Aim of the task:
Begin at the top of the records and copy each line exactly. The line containing "Output frame rate" is the last one to include.

Source data:
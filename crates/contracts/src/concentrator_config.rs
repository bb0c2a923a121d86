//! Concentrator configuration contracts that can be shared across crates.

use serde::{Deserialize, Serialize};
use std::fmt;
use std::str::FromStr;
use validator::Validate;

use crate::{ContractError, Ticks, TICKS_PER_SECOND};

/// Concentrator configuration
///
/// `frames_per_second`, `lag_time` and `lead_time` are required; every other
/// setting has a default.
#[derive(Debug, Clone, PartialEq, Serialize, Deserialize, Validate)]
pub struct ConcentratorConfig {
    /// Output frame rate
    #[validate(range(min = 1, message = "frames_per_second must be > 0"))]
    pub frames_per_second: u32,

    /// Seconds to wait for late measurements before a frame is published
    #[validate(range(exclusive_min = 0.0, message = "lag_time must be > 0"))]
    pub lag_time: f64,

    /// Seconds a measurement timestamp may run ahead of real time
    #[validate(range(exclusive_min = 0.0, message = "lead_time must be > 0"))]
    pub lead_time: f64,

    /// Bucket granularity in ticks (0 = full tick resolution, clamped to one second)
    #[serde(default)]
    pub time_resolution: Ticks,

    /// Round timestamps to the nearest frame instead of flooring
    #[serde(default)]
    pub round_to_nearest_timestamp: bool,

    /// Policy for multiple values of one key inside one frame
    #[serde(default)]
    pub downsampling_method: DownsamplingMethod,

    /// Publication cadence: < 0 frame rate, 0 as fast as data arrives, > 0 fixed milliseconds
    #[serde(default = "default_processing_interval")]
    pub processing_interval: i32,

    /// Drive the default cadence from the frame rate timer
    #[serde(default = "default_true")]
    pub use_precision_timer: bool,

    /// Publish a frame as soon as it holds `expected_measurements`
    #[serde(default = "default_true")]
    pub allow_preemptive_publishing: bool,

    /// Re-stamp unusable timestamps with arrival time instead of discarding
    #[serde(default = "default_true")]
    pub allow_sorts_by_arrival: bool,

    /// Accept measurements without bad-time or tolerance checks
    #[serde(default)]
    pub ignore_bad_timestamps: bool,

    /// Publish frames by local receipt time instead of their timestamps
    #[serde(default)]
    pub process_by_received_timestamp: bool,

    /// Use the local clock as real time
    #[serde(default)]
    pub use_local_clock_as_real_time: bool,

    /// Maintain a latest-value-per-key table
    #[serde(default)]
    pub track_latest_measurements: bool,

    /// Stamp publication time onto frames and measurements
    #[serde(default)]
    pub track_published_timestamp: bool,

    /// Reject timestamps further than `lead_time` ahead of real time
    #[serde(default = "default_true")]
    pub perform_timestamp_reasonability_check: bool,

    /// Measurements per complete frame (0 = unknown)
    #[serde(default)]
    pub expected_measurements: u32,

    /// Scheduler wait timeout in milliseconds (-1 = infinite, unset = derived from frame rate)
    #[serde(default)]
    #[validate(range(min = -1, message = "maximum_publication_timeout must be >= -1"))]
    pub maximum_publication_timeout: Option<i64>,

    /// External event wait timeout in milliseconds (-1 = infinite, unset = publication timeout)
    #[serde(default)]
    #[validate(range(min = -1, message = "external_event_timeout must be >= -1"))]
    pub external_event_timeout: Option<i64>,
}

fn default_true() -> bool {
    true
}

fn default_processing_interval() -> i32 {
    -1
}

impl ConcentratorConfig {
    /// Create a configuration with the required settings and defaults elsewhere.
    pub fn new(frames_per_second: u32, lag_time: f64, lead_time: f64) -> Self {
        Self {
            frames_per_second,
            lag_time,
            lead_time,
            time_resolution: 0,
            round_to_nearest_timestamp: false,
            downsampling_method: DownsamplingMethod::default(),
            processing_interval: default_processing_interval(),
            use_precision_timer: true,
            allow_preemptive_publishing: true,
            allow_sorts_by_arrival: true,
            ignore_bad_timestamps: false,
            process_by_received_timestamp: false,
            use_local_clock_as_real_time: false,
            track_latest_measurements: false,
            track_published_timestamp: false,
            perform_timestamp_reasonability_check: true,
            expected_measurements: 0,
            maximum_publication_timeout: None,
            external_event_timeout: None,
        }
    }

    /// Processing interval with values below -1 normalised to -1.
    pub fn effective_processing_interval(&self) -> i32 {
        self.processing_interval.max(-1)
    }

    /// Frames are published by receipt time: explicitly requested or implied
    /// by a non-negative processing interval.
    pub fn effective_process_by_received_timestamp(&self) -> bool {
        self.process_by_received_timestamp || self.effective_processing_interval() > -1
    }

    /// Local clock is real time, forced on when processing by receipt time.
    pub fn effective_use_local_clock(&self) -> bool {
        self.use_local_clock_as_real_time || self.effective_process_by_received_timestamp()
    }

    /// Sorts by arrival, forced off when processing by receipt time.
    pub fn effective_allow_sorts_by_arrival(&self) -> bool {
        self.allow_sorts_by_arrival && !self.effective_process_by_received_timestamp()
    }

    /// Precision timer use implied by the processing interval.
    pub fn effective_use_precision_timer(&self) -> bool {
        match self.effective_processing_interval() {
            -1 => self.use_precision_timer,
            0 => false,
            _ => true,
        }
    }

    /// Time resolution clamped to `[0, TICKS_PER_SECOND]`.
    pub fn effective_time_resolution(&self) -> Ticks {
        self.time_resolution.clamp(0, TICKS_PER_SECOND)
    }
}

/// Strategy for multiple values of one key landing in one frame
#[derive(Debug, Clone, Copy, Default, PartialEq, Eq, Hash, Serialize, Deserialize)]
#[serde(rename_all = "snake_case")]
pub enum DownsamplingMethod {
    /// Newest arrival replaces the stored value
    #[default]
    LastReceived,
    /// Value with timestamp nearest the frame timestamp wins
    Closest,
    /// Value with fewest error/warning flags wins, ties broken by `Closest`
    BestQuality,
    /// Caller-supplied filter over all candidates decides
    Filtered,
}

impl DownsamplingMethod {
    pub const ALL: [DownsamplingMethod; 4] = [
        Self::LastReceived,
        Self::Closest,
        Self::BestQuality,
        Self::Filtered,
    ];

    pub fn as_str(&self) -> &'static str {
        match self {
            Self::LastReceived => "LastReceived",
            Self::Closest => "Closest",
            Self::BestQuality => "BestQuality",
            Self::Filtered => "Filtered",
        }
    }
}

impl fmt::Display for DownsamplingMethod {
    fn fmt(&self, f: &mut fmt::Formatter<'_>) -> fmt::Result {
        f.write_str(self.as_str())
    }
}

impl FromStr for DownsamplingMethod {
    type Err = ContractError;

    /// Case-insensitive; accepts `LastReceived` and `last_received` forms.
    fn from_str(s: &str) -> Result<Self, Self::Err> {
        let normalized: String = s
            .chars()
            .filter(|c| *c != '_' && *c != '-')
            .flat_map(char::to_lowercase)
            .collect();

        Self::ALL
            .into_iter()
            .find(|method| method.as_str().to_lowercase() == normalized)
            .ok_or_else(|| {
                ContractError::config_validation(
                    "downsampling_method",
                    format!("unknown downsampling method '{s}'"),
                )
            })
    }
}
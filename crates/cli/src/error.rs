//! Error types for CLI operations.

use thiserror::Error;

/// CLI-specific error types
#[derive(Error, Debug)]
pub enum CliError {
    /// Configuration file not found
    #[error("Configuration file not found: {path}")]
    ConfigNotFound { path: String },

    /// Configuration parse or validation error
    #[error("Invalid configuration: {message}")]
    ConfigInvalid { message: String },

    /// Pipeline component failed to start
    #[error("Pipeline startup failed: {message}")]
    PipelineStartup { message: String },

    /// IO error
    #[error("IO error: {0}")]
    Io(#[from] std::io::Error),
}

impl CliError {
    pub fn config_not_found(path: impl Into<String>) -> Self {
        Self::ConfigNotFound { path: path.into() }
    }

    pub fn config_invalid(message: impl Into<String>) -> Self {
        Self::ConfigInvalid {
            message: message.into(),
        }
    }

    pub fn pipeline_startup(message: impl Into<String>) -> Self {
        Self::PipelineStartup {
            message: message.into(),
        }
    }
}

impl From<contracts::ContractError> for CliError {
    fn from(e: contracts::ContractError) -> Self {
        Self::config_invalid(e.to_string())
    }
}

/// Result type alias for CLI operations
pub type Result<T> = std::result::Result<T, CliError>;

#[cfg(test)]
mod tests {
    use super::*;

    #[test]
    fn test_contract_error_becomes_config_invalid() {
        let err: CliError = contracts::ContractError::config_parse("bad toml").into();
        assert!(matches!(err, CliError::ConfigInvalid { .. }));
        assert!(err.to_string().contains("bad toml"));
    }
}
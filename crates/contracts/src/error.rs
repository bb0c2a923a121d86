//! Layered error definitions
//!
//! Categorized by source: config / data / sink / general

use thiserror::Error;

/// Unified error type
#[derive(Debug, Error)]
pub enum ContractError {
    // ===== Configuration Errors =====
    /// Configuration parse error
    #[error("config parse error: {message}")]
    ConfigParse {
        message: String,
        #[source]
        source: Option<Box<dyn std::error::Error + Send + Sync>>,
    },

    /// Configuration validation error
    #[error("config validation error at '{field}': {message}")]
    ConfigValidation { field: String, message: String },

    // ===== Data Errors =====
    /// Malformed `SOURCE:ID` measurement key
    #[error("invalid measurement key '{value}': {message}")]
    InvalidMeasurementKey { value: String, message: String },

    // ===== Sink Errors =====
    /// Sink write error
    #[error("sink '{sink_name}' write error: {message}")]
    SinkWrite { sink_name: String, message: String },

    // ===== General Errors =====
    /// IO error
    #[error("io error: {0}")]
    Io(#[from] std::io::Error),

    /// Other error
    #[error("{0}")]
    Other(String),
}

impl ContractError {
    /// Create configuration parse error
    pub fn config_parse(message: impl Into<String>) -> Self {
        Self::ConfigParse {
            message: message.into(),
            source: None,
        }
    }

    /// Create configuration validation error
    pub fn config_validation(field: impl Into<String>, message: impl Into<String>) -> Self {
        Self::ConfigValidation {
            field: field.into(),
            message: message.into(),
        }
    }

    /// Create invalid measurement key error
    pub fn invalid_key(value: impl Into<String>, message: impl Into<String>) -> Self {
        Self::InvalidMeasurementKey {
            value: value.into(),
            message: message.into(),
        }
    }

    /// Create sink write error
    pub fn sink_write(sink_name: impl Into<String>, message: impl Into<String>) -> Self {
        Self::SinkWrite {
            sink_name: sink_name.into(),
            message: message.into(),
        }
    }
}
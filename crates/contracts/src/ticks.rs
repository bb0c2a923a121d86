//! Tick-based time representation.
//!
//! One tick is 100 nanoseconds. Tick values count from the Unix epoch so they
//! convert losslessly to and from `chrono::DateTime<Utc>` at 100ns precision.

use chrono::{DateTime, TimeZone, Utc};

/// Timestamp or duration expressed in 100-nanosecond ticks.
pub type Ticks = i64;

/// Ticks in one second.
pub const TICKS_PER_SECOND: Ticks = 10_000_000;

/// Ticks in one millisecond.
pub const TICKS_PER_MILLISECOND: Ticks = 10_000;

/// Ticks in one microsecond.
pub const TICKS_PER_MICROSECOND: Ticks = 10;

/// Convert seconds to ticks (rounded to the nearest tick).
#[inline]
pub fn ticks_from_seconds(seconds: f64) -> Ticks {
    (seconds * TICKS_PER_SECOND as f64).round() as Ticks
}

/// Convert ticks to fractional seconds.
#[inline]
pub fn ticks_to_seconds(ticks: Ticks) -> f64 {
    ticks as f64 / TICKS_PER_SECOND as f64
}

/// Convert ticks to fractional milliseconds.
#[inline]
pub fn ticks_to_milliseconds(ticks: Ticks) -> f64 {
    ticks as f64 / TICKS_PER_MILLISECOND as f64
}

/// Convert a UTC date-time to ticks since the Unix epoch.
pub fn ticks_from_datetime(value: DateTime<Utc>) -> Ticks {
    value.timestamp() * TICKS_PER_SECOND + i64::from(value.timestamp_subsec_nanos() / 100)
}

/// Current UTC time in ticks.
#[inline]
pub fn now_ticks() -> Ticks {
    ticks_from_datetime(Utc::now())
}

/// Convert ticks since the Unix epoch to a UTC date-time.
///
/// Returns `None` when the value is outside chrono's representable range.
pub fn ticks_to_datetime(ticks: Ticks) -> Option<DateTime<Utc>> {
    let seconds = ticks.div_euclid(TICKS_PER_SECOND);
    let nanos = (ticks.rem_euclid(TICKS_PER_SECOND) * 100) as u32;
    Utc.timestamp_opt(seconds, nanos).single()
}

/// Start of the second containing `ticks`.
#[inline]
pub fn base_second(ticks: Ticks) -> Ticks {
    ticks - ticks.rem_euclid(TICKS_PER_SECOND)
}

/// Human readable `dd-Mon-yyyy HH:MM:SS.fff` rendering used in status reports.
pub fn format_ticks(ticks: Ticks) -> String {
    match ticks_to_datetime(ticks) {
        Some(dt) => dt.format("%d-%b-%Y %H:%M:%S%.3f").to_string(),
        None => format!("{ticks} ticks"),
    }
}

Finished exercise:
filename crates/contracts/src/concentrator_config.rs
repository bb0c2a923a121d86
//! Concentrator configuration contracts that can be shared across crates.

use serde::{Deserialize, Serialize};
use std::fmt;
use std::str::FromStr;
use validator::Validate;

use crate::{ContractError, Ticks, TICKS_PER_SECOND};

/// Concentrator configuration
///
/// `frames_per_second`, `lag_time` and `lead_time` are required; every other
/// setting has a default.
#[derive(Debug, Clone, PartialEq, Serialize, Deserialize, Validate)]
pub struct ConcentratorConfig {
    /// Output frame rate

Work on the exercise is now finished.